Keywords: diastolic heart failure, treatment, mechanisms, hypertension
Introduction: prevalence, outcomes, and definition of HFPEF
Current estimates suggest that over five million Americans have heart failure (HF); of these, approximately 50% have heart failure with preserved ejection fraction (HFPEF). [1] HFPEF is the predominant form of HF in older adults, and accordingly is increasing in prevalence as the overall population ages. [2] Long-term mortality in HFPEF is similar to heart failure with reduced ejection fraction (HFREF), with less than 50% five-year survival in community HFPEF cohorts. [2, 3] Outcomes following hospitalization for decompensated HFPEF are quite poor, with over 1/3 of patients dead or rehospitalized within 60–90 days of discharge. [4]

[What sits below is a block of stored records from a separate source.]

//! plotdeck: renderer-agnostic chart layout engine.
//!
//! One declarative `ChartConfiguration` plus tabular rows go in; a positioned,
//! layered `RenderFrame` comes out, ready for the SVG, null or Cairo backends
//! and for the export pipeline.

pub mod api;
pub mod config;
pub mod core;
pub mod error;
pub mod export;
pub mod layout;
pub mod render;
pub mod telemetry;

pub use api::{ChartEngine, ChartHost, HostState, RenderOutcome, RenderRequest, render, render_with};
pub use config::{ChartConfiguration, ChartType, LayoutTuning};
pub use core::{DataRow, DataValue};
pub use error::{ChartError, ChartResult, ExportError};
pub use export::{ExportArtifact, ExportFormat, ExportJob, ExportRequest};
pub use layout::{LayoutContext, LayoutResult};
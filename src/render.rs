use crate::model::{Day, Shift};
use crate::report::{Report, Utilization};

/// Permet de customiser le rendu du planning (table texte, HTML, etc.).
pub trait ScheduleRenderer {
    fn render(&self, report: &Report) -> String;
}

/// Table texte à largeur fixe (80 colonnes).
#[derive(Debug, Clone, Copy)]
pub struct TextTable {
    pub width: usize,
    pub day_column: usize,
    pub shift_column: usize,
    /// Au-delà, la liste de noms d'une case est tronquée et suffixée de `...`.
    pub max_cell_chars: usize,
}

impl Default for TextTable {
    fn default() -> Self {
        Self {
            width: 80,
            day_column: 12,
            shift_column: 25,
            max_cell_chars: 22,
        }
    }
}

impl TextTable {
    pub fn render_warnings(&self, report: &Report) -> String {
        let mut out = String::new();
        for warning in &report.warnings {
            push_line(&mut out, &format!("Warning: {warning}"));
        }
        out
    }

    pub fn render_grid(&self, report: &Report) -> String {
        let mut out = String::new();
        let rule = "=".repeat(self.width);
        push_line(&mut out, &rule);
        push_line(&mut out, "                    WEEKLY EMPLOYEE SCHEDULE");
        push_line(&mut out, &rule);

        if report.workers.is_empty() {
            push_line(&mut out, "No schedule available. No employees were added.");
            return out;
        }

        let mut header = format!("{:<w$}", "Day", w = self.day_column);
        for shift in Shift::ALL {
            header.push_str(&format!("{:<w$}", shift.display_name(), w = self.shift_column));
        }
        push_line(&mut out, &header);
        push_line(&mut out, &"-".repeat(self.width));

        for day in Day::ALL {
            let mut row = format!("{:<w$}", day.label(), w = self.day_column);
            for shift in Shift::ALL {
                let names = report
                    .cell(day, shift)
                    .map(|c| c.workers.join(", "))
                    .unwrap_or_default();
                let text = if names.is_empty() {
                    "No staff".to_string()
                } else {
                    truncate(&names, self.max_cell_chars)
                };
                row.push_str(&format!("{:<w$}", text, w = self.shift_column));
            }
            push_line(&mut out, &row);
        }
        push_line(&mut out, &"-".repeat(self.width));
        out
    }

    pub fn render_summary(&self, report: &Report) -> String {
        let mut out = String::from("EMPLOYEE SUMMARY:\n");
        for worker in &report.workers {
            let marker = match worker.utilization {
                Utilization::Overworked => " (OVERWORKED!)",
                Utilization::Underutilized => " (Underutilized)",
                Utilization::Nominal => "",
            };
            push_line(
                &mut out,
                &format!("{:<15}: {} days worked{marker}", worker.name, worker.days_worked),
            );
        }
        out
    }
}

impl ScheduleRenderer for TextTable {
    fn render(&self, report: &Report) -> String {
        let mut out = self.render_warnings(report);
        out.push('\n');
        out.push_str(&self.render_grid(report));
        if !report.workers.is_empty() {
            out.push('\n');
            out.push_str(&self.render_summary(report));
        }
        out
    }
}

fn push_line(out: &mut String, line: &str) {
    out.push_str(line.trim_end());
    out.push('\n');
}

fn truncate(text: &str, max_chars: usize) -> String {
    if text.chars().count() <= max_chars {
        return text.to_string();
    }
    let mut cut: String = text.chars().take(max_chars).collect();
    cut.push_str("...");
    cut
}
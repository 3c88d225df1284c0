#![forbid(unsafe_code)]
use anyhow::Result;
use clap::{Parser, Subcommand};
use roulement::{
    intake, io,
    model::WorkerRecord,
    render::{ScheduleRenderer, TextTable},
    scheduler::Scheduler,
};
#[cfg(feature = "logging")]
use tracing_subscriber::{fmt::Subscriber, EnvFilter};

/// CLI de planning hebdomadaire (7 jours × 3 créneaux)
#[derive(Parser, Debug)]
#[command(author, version, about)]
struct Cli {
    /// Active les logs (feature `logging`)
    #[arg(long, global = true)]
    log: bool,

    /// Graine du tirage aléatoire, pour un planning reproductible
    #[arg(long, global = true)]
    seed: Option<u64>,

    #[command(subcommand)]
    cmd: Commands,
}

#[derive(Subcommand, Debug)]
enum Commands {
    /// Générer et afficher le planning
    Generate {
        /// CSV `name,monday,...,sunday` ; saisie interactive si absent
        #[arg(long)]
        csv: Option<String>,
        #[arg(long)]
        out_json: Option<String>,
        #[arg(long)]
        out_csv: Option<String>,
    },

    /// Vérifier que chaque créneau atteint l'effectif minimal
    Check {
        #[arg(long)]
        csv: String,
    },
}

fn load_records(csv: Option<&str>) -> Result<Vec<WorkerRecord>> {
    match csv {
        Some(path) => io::import_workers_csv(path),
        None => intake::read_workers(std::io::stdin().lock(), std::io::stdout()),
    }
}

fn main() -> Result<()> {
    let cli = Cli::parse();

    #[cfg(feature = "logging")]
    if cli.log {
        let _ = Subscriber::builder()
            .with_env_filter(EnvFilter::from_default_env())
            .try_init();
    }

    let mut scheduler = match cli.seed {
        Some(seed) => Scheduler::with_seed(seed),
        None => Scheduler::new(),
    };

    let code = match cli.cmd {
        Commands::Generate {
            csv,
            out_json,
            out_csv,
        } => {
            let records = load_records(csv.as_deref())?;
            if records.is_empty() {
                println!("No employees entered. Exiting...");
                std::process::exit(0);
            }
            scheduler.add_records(records)?;

            println!("\n--- Generating Schedule ---");
            let understaffed = scheduler.generate().len();
            println!("Schedule generated successfully!");

            let report = scheduler.report();
            if let Some(path) = out_json {
                io::export_report_json(path, &report)?;
            }
            if let Some(path) = out_csv {
                io::export_schedule_csv(path, &report)?;
            }
            print!("{}", TextTable::default().render(&report));

            // Code 2 = WARNING/INCOMPLETE
            if understaffed == 0 {
                0
            } else {
                2
            }
        }
        Commands::Check { csv } => {
            let records = io::import_workers_csv(&csv)?;
            scheduler.add_records(records)?;
            let warnings = scheduler.generate();
            if warnings.is_empty() {
                println!("OK: every shift is staffed");
                0
            } else {
                eprintln!("Found {} understaffed shift(s)", warnings.len());
                for warning in warnings {
                    println!("Warning: {warning}");
                }
                2
            }
        }
    };

    std::process::exit(code);
}
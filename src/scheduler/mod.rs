mod assignment;
mod backfill;
mod types;
mod util;

pub use types::{
    Generation, SchedError, StaffingWarning, MAX_DAYS_PER_WEEK, MAX_PREFERRED_PER_SHIFT,
    MIN_STAFF_PER_SHIFT,
};

use crate::model::{Day, Roster, Schedule, Shift, WorkerId, WorkerRecord};
use crate::report::{build_report, Report};
use rand::rngs::StdRng;
use rand::{Rng, SeedableRng};

/// Génère le planning de la semaine : préférences d'abord sur toute la
/// grille, puis complément aléatoire jusqu'à l'effectif minimal.
///
/// Les affectations précédentes du roster sont effacées avant de commencer ;
/// le tirage du complément est la seule source de non-déterminisme.
pub fn generate<R: Rng + ?Sized>(roster: &mut Roster, rng: &mut R) -> Generation {
    roster.clear_assignments();
    let mut schedule = Schedule::new();

    assignment::assign_preferences(roster, &mut schedule);
    #[cfg(feature = "logging")]
    tracing::debug!(
        assigned = schedule.total_assignments(),
        "preference pass done"
    );

    let warnings = backfill::ensure_minimum_staffing(roster, &mut schedule, rng);
    #[cfg(feature = "logging")]
    tracing::debug!(
        assigned = schedule.total_assignments(),
        warnings = warnings.len(),
        "schedule generated"
    );

    Generation { schedule, warnings }
}

/// Scheduler : session de planification (un roster, un planning courant).
#[derive(Debug)]
pub struct Scheduler {
    roster: Roster,
    rng: StdRng,
    schedule: Schedule,
    warnings: Vec<StaffingWarning>,
}

impl Default for Scheduler {
    fn default() -> Self {
        Self::new()
    }
}

impl Scheduler {
    pub fn new() -> Self {
        Self::with_rng(StdRng::from_os_rng())
    }

    /// Deux sessions de même graine et même roster produisent la même suite de
    /// plannings. Chaque `generate` avance le générateur de la session : pour
    /// rejouer un planning à l'identique, passer par `generate_with`.
    pub fn with_seed(seed: u64) -> Self {
        Self::with_rng(StdRng::seed_from_u64(seed))
    }

    fn with_rng(rng: StdRng) -> Self {
        Self {
            roster: Roster::default(),
            rng,
            schedule: Schedule::default(),
            warnings: Vec::new(),
        }
    }

    pub fn roster(&self) -> &Roster {
        &self.roster
    }

    pub fn add_worker<N, P>(&mut self, name: N, preferences: P) -> Result<WorkerId, SchedError>
    where
        N: Into<String>,
        P: IntoIterator<Item = (Day, Shift)>,
    {
        self.roster.add_worker(name, preferences)
    }

    /// Ajoute des enregistrements de saisie ; s'arrête au premier doublon.
    pub fn add_records<I>(&mut self, records: I) -> Result<Vec<WorkerId>, SchedError>
    where
        I: IntoIterator<Item = WorkerRecord>,
    {
        records
            .into_iter()
            .map(|r| self.roster.add_worker(r.name, r.preferences))
            .collect()
    }

    pub fn add_preference(&mut self, id: WorkerId, day: Day, shift: Shift) -> Result<(), SchedError> {
        self.roster.add_preference(id, day, shift)
    }

    /// Régénère le planning (remplace le précédent) avec le générateur de la session.
    pub fn generate(&mut self) -> &[StaffingWarning] {
        let Generation { schedule, warnings } = generate(&mut self.roster, &mut self.rng);
        self.schedule = schedule;
        self.warnings = warnings;
        &self.warnings
    }

    /// Comme `generate`, avec une source aléatoire fournie par l'appelant.
    pub fn generate_with<R: Rng + ?Sized>(&mut self, rng: &mut R) -> &[StaffingWarning] {
        let Generation { schedule, warnings } = generate(&mut self.roster, rng);
        self.schedule = schedule;
        self.warnings = warnings;
        &self.warnings
    }

    pub fn current_schedule(&self) -> &Schedule {
        &self.schedule
    }

    pub fn current_warnings(&self) -> &[StaffingWarning] {
        &self.warnings
    }

    pub fn report(&self) -> Report {
        build_report(&self.schedule, &self.roster, &self.warnings)
    }

    /// Vide la grille, les avertissements et les affectations ; garde le roster.
    pub fn clear(&mut self) {
        self.roster.clear_assignments();
        self.schedule = Schedule::default();
        self.warnings.clear();
    }
}
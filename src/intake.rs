use crate::model::{Day, Shift, WorkerRecord};
use anyhow::Result;
use std::io::{BufRead, Write};

/// Saisie interactive des employés et de leurs préférences.
///
/// Un nom vide ou `done` termine la saisie ; un doublon (casse ignorée) est
/// refusé et redemandé. Pour chaque jour : `MORNING`, `AFTERNOON`, `EVENING`,
/// `skip` (pas de préférence) ou `cancel` (abandonne cet employé). La fin de
/// l'entrée termine la saisie en gardant les employés complets.
pub fn read_workers<R: BufRead, W: Write>(mut input: R, mut output: W) -> Result<Vec<WorkerRecord>> {
    writeln!(
        output,
        "Enter employee information. Type 'done' as employee name to finish early."
    )?;
    let mut records: Vec<WorkerRecord> = Vec::new();
    let mut count = 1usize;

    loop {
        write!(output, "Enter name for employee {count}: ")?;
        output.flush()?;
        let Some(name) = read_line(&mut input)? else {
            break;
        };
        if name.is_empty() || name.eq_ignore_ascii_case("done") {
            break;
        }
        let lowered = name.to_lowercase();
        if records.iter().any(|r| r.name.to_lowercase() == lowered) {
            writeln!(
                output,
                "Employee with this name already exists. Please enter a different name."
            )?;
            continue;
        }

        writeln!(output, "Enter shift preferences for {name}.")?;
        writeln!(
            output,
            "Valid shifts: MORNING, AFTERNOON, EVENING. Enter 'skip' to skip a day, or 'cancel' to skip this employee."
        )?;
        writeln!(output, "Note: Only one shift preference is allowed per day.")?;

        let mut record = WorkerRecord::new(name.clone());
        let mut cancelled = false;
        for day in Day::ALL {
            writeln!(output, "\nPreference for {}:", day.label())?;
            write!(
                output,
                "Enter shift (MORNING, AFTERNOON, EVENING), 'skip', or 'cancel': "
            )?;
            output.flush()?;
            let Some(token) = read_line(&mut input)? else {
                writeln!(output, "\nTotal employees added: {}", records.len())?;
                return Ok(records);
            };
            let token = token.to_ascii_uppercase();
            match token.as_str() {
                "CANCEL" => {
                    cancelled = true;
                    break;
                }
                "SKIP" => continue,
                other => match other.parse::<Shift>() {
                    Ok(shift) => {
                        record.preferences.insert(day, shift);
                    }
                    Err(_) => writeln!(output, "Invalid shift: {other}. Skipping this day.")?,
                },
            }
        }

        if !cancelled {
            records.push(record);
            writeln!(output, "Employee {name} added successfully!")?;
            count += 1;
        }

        write!(output, "\nAdd another employee? (y/n/done): ")?;
        output.flush()?;
        match read_line(&mut input)? {
            None => break,
            Some(answer) if matches!(answer.to_lowercase().as_str(), "n" | "no" | "done") => break,
            Some(_) => {}
        }
    }

    writeln!(output, "\nTotal employees added: {}", records.len())?;
    Ok(records)
}

fn read_line<R: BufRead>(input: &mut R) -> Result<Option<String>> {
    let mut line = String::new();
    if input.read_line(&mut line)? == 0 {
        return Ok(None);
    }
    Ok(Some(line.trim().to_string()))
}
use crate::model::{Day, Schedule, Shift};
#[cfg(feature = "serde")]
use serde::{Deserialize, Serialize};
use std::fmt;
use thiserror::Error;

/// Plafond de la passe « préférences » pour une case.
pub const MAX_PREFERRED_PER_SHIFT: usize = 4;
/// Effectif minimal visé par la passe de complément.
pub const MIN_STAFF_PER_SHIFT: usize = 2;
/// Nombre maximal de jours travaillés par semaine.
pub const MAX_DAYS_PER_WEEK: usize = 5;

/// Case (jour, créneau) restée sous l'effectif minimal.
#[derive(Debug, Clone, Copy, PartialEq, Eq, Hash)]
#[cfg_attr(feature = "serde", derive(Serialize, Deserialize))]
pub struct StaffingWarning {
    pub day: Day,
    pub shift: Shift,
}

impl fmt::Display for StaffingWarning {
    fn fmt(&self, f: &mut fmt::Formatter<'_>) -> fmt::Result {
        write!(
            f,
            "Cannot meet minimum staffing for {} {} shift",
            self.day.label(),
            self.shift.display_name()
        )
    }
}

/// Résultat d'une génération : grille + avertissements.
#[derive(Debug, Clone, Default, PartialEq, Eq)]
pub struct Generation {
    pub schedule: Schedule,
    pub warnings: Vec<StaffingWarning>,
}

#[derive(Error, Debug)]
pub enum SchedError {
    #[error("duplicate worker name: {0}")]
    DuplicateName(String),
    #[error("unknown worker: #{0}")]
    UnknownWorker(usize),
}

The diagnosis of HFPEF remains challenging due to the advanced age and frequent multiple concomitant illnesses. In fact, multiple comorbidities are the rule in HFPEF rather than the exception, [5] and significantly influence cardiovascular structure and function as well as long-term prognosis. [6] Many of these conditions (e.g. advanced age, obesity, atrial fibrillation, anemia) [7, 8] can mimic HF signs and symptoms, and some have questioned the concept of HFPEF as a distinct disorder. [9] Non-cardiovascular hospital readmissions and mortality are more frequent in HFPEF than in HFREF, [11] and while cardiovascular mortality in HFPEF is also lower than in HFREF, it is still substantial, accounting for 50% or more of all deaths. [10,12]
The European Society of Cardiology, the Heart Failure Society of America, and the American Heart Association/American College of Cardiology guidelines agree that HFPEF patients should have symptoms and/or signs of HF and a left ventricular ejection fraction of ≥ 50%, with exclusion of other primary causes of the symptom pattern. Previous diagnostic algorithms mandated the presence of left ventricular diastolic dysfunction, which remains an important and validating criterion. However, recognizing that many other mechanisms may also contribute, current guidelines support the diagnosis of HFPEF if the clinical picture is consistent and diastolic dysfunction is indeterminate, but other evidence of HFPEF-associated adverse cardiovascular remodeling (e.g. left ventricular hypertrophy, left atrial enlargement, atrial fibrillation) is present. [13–15] Diagnostic criteria for HFPEF will likely continue to evolve along with our understanding of the disorder.
Mechanisms of HFPEF
Hemodynamic/cardiovascular mechanisms
The classic paradigm for HFPEF implicates impaired diastolic ventricular filling due to delayed active relaxation, intrinsic ventricular stiffness, or a combination of these factors. [16, 17] Worsening left ventricular diastolic dysfunction is an important risk factor for developing HFPEF, [18] and strongly predicts mortality in unselected community cohorts and in patients with prevalent HFPEF. [19, 20] In comparison to age- and gender-matched controls, HFPEF patients had increased baseline ventricular stiffness, lower stroke volume during rapid atrial pacing, and exaggerated rise in end-diastolic pressures during handgrip exercise. [21] Borlaug et al. recently studied diastolic function in HFPEF patients undergoing cycle ergometry and confirmed an upward and leftward shift of the end-diastolic pressure-volume relationship, attributing increased filling pressures to intrinsic ventricular stiffness and reduced diastolic filling time at higher heart rates. [22]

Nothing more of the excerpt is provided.